Messaging atoms
Table of contents
Atoms in this category specify the primitives for communicating information across actor boundaries — recording interest, recording delivery, recording delivery-shaping preferences, and tracking outcomes. None of these atoms implements routing, transport, or scheduling; those belong to composing patterns.
Atoms in this category
- Subscription — a durable record that a named actor expressed interest in a class of events. Owns the active subscription set and the two query surfaces (
subscribed,subscribers_for) that fanout compositions use to enumerate recipients when an event fires.grounded. -
Notification — the delivery record for a single notification to a single recipient. Owns the full delivery lifecycle: Pending → Delivered Failed Expired. Records whether delivery succeeded; does not implement the transport that produces that outcome. grounded. - Preference — a per-principal record of how delivery should be shaped — declared channels, frequency limits, quiet hours, format. Active → (Suspended) → Deleted; at most one currently-in-effect record per principal; updates supersede the prior record rather than mutating it.
groundedon Final Critique 5 (2026-05-29).
The three atoms answer three distinct questions in the delivery pipeline. Subscription answers which topics does the principal follow? — the interest record. Notification answers did a specific piece of information reach the recipient? — the delivery record. Preference answers given that delivery is otherwise permitted, how does the principal want it shaped? — the envelope record. Whether the system is legally permitted to communicate with the principal at all is a fourth, separate question, answered by Consent. A composing fanout pattern sequences the four (Consent → Subscription → Preference → Notification) at delivery time; this category owns three of the four.
Compositions in this category
- Notification Fanout — composes Subscription + Notification + an event source into an end-to-end delivery pipeline. When an event fires, the composition calls
Subscription.subscribers_for(event_scope)and creates one Notification record per returned subscriber. Fan-out is decomposed as intent-then-per-recipient per the boundary rules in the Execution Contract; neither constituent atom changes to accommodate the fanout pattern.grounded.
Forthcoming
- Preference-Aware Notification Fanout (
compositions/— C11) — extends Notification Fanout by consulting Preference at queue time to shape delivery per-principal. Observes Suspended preferences as delivery-suppress, frequency limits as queue-or-drop, quiet hours as defer-until-window, and channel preferences as route-or-suppress. Unblocked as of 2026-05-29 (Preference grounded); ready for authoring.
Standards anchors
- Observer pattern (GoF) — Subscription is the Subscriber role; Notification is the notification object.
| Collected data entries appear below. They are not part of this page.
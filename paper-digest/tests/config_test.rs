mod common;

use anyhow::Result;
use clap::Parser;
use common::init_tracing;
use paper_digest::config::{EvaluatorProvider, NormalizerConfig, MAX_LOOKBACK_DAYS};
use paper_digest::llm_adapter::evaluator_from_config;
use paper_digest::{ConfigArgs, ConfigError, DigestConfig, DigestError, Signal, TextEvaluator, Weights};

#[derive(Parser)]
struct TestCli {
    #[command(flatten)]
    config: ConfigArgs,
}

#[tokio::test]
async fn test_defaults_are_valid() -> Result<()> {
    init_tracing();

    let config = DigestConfig::default();
    config.validate()?;
    assert_eq!(config.top_n, 20);
    assert_eq!(config.breakthrough_count, 5);
    assert_eq!(config.normalizer.lookback_days, 7);
    assert!((config.weights.sum() - 1.0).abs() < 1e-9);
    Ok(())
}

#[tokio::test]
async fn test_weight_validation() -> Result<()> {
    init_tracing();

    assert!(matches!(
        Weights::new(0.3, 0.3, 0.3).validate(),
        Err(ConfigError::WeightSum { .. })
    ));
    assert!(matches!(
        Weights::new(0.6, 0.6, -0.2).validate(),
        Err(ConfigError::WeightOutOfRange {
            signal: Signal::Interest,
            ..
        })
    ));
    assert!(Weights::new(0.25, 0.25, 0.5).validate().is_ok());
    assert!(Weights::new(0.2, 0.2, 0.4).with_author(0.2).validate().is_ok());
    Ok(())
}

#[tokio::test]
async fn test_config_validation_errors() -> Result<()> {
    init_tracing();

    let no_priority = DigestConfig {
        normalizer: NormalizerConfig {
            priority_categories: Vec::new(),
            ..NormalizerConfig::default()
        },
        ..DigestConfig::default()
    };
    assert_eq!(
        no_priority.validate(),
        Err(ConfigError::EmptyPriorityCategories { weight: 0.2 })
    );

    // Without a category weight the list may be empty
    let no_category_weight = DigestConfig {
        weights: Weights::new(0.5, 0.0, 0.5),
        ..no_priority
    };
    assert!(no_category_weight.validate().is_ok());

    let mut zero_lookback = DigestConfig::default();
    zero_lookback.normalizer.lookback_days = 0;
    assert_eq!(
        zero_lookback.validate(),
        Err(ConfigError::InvalidLookback { days: 0, max: MAX_LOOKBACK_DAYS })
    );

    let mut huge_lookback = DigestConfig::default();
    huge_lookback.normalizer.lookback_days = 100_000_000;
    assert_eq!(
        huge_lookback.validate(),
        Err(ConfigError::InvalidLookback {
            days: 100_000_000,
            max: MAX_LOOKBACK_DAYS
        })
    );
    huge_lookback.normalizer.lookback_days = MAX_LOOKBACK_DAYS;
    assert!(huge_lookback.validate().is_ok());

    // An author weight needs at least one author to match
    let author_weight = DigestConfig::default().with_weights(Weights::new(0.2, 0.2, 0.4).with_author(0.2));
    assert_eq!(
        author_weight.validate(),
        Err(ConfigError::EmptyPriorityAuthors { weight: 0.2 })
    );
    let with_authors = DigestConfig {
        normalizer: NormalizerConfig {
            priority_authors: vec!["hinton".to_string()],
            ..NormalizerConfig::default()
        },
        ..author_weight
    };
    assert!(with_authors.validate().is_ok());

    let mut bad_baseline = DigestConfig::default();
    bad_baseline.normalizer.category_baseline = 1.0;
    assert_eq!(bad_baseline.validate(), Err(ConfigError::InvalidBaseline(1.0)));

    assert_eq!(
        DigestConfig::default().with_buckets(3, 5).validate(),
        Err(ConfigError::InvalidBuckets {
            top_n: 3,
            breakthroughs: 5
        })
    );
    assert!(DigestConfig::default().with_buckets(0, 0).validate().is_err());
    assert!(DigestConfig::default().with_buckets(5, 5).validate().is_ok());

    assert_eq!(
        DigestConfig::default().with_concurrency(0, 60).validate(),
        Err(ConfigError::InvalidConcurrency)
    );
    assert_eq!(
        DigestConfig::default().with_concurrency(4, 0).validate(),
        Err(ConfigError::InvalidConcurrency)
    );
    Ok(())
}

#[tokio::test]
async fn test_overrides_layer_over_defaults() -> Result<()> {
    init_tracing();

    let config = ConfigArgs {
        categories: Some(vec![" cs.AI".to_string(), String::new(), "cs.RO ".to_string()]),
        lookback_days: Some(3),
        priority_authors: Some(vec!["Hinton".to_string()]),
        weight_recency: Some(0.2),
        weight_category: Some(0.2),
        weight_interest: Some(0.4),
        weight_author: Some(0.2),
        top_n: Some(10),
        breakthroughs: Some(2),
        llm_provider: Some(EvaluatorProvider::Mock),
        openai_api_key: Some(String::new()),
        smtp_host: Some("smtp.example.com".to_string()),
        smtp_user: Some("digest@example.com".to_string()),
        email_to: Some(vec!["reader@example.com".to_string()]),
        telegram_bot_token: Some("123:abc".to_string()),
        ..ConfigArgs::default()
    }
    .into_config();

    assert_eq!(config.categories, vec!["cs.AI", "cs.RO"]);
    assert_eq!(config.normalizer.lookback_days, 3);
    assert_eq!(config.normalizer.priority_authors, vec!["hinton"]);
    assert_eq!(config.weights, Weights::new(0.2, 0.2, 0.4).with_author(0.2));
    assert_eq!((config.top_n, config.breakthrough_count), (10, 2));
    assert_eq!(config.evaluator.provider, EvaluatorProvider::Mock);
    assert!(config.evaluator.openai_api_key.is_none());
    config.validate()?;

    let email = config.email.expect("email should be configured");
    assert_eq!(email.smtp_port, 587);
    assert_eq!(email.from, "digest@example.com");
    assert_eq!(email.to, vec!["reader@example.com"]);

    // Token without a chat id leaves Telegram off
    assert!(config.telegram.is_none());
    Ok(())
}

#[tokio::test]
async fn test_command_line_flags() -> Result<()> {
    init_tracing();

    let cli = TestCli::try_parse_from([
        "paper-digest",
        "--categories",
        "cs.AI,cs.LG",
        "--weight-recency",
        "0.1",
        "--weight-category",
        "0.1",
        "--weight-interest",
        "0.8",
        "--llm-provider",
        "openai",
        "--telegram-bot-token",
        "123:abc",
        "--telegram-chat-id=-100200",
    ])?;
    let config = cli.config.into_config();

    assert_eq!(config.categories, vec!["cs.AI", "cs.LG"]);
    assert!((config.weights.interest - 0.8).abs() < 1e-9);
    assert_eq!(config.evaluator.provider, EvaluatorProvider::OpenAi);
    let telegram = config.telegram.expect("telegram should be configured");
    assert_eq!(telegram.chat_id, "-100200");
    assert_eq!(telegram.api_base, "https://api.telegram.org");
    Ok(())
}

#[tokio::test]
async fn test_openai_requires_key() -> Result<()> {
    init_tracing();

    let mut config = DigestConfig::default();
    config.evaluator.provider = EvaluatorProvider::OpenAi;
    config.evaluator.openai_api_key = None;

    match evaluator_from_config(&config.evaluator) {
        Err(DigestError::Config(ConfigError::MissingSetting(name))) => assert_eq!(name, "OPENAI_API_KEY"),
        Err(other) => panic!("unexpected error: {}", other),
        Ok(_) => panic!("OpenAI evaluator needs an API key"),
    }

    config.evaluator.provider = EvaluatorProvider::Mock;
    assert_eq!(evaluator_from_config(&config.evaluator)?.evaluator_name(), "mock");
    Ok(())
}
/// Build the evaluator selected by configuration
pub fn evaluator_from_config(config: &EvaluatorConfig) -> Result<Arc<dyn TextEvaluator>> {
    let evaluator: Arc<dyn TextEvaluator> = match config.provider {
        EvaluatorProvider::OpenAi => Arc::new(OpenAiEvaluator::new(config)?),
        EvaluatorProvider::Ollama => Arc::new(OllamaEvaluator::new(config)?),
        EvaluatorProvider::Mock => Arc::new(MockEvaluator::new()),
    };
    info!("Using text evaluator: {}", evaluator.evaluator_name());
    Ok(evaluator)
}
- Publish-subscribe (Birman & Joseph, 1987; AMQP, Apache Kafka) — topic-based subscription as the mechanism for decoupling event producers from consumers.
- WebSub (W3C Recommendation) — web-native publish-subscribe; the subscription resource is the direct Web analog of the Subscription atom.
- SMTP / RFC 5321 — email delivery; the three Notification terminal states map to SMTP dispositions.
- CAN-SPAM Act, TCPA (Telephone Consumer Protection Act), GDPR (General Data Protection Regulation) Article 7(3) and 21(2), ePrivacy Directive, CASL (Canadian Anti-Spam Legislation) — anchored by Preference; the marketing-communication regimes that require per-principal opt-out, frequency caps, time-of-day restrictions, easy-update preference changes, and direct-marketing objection rights.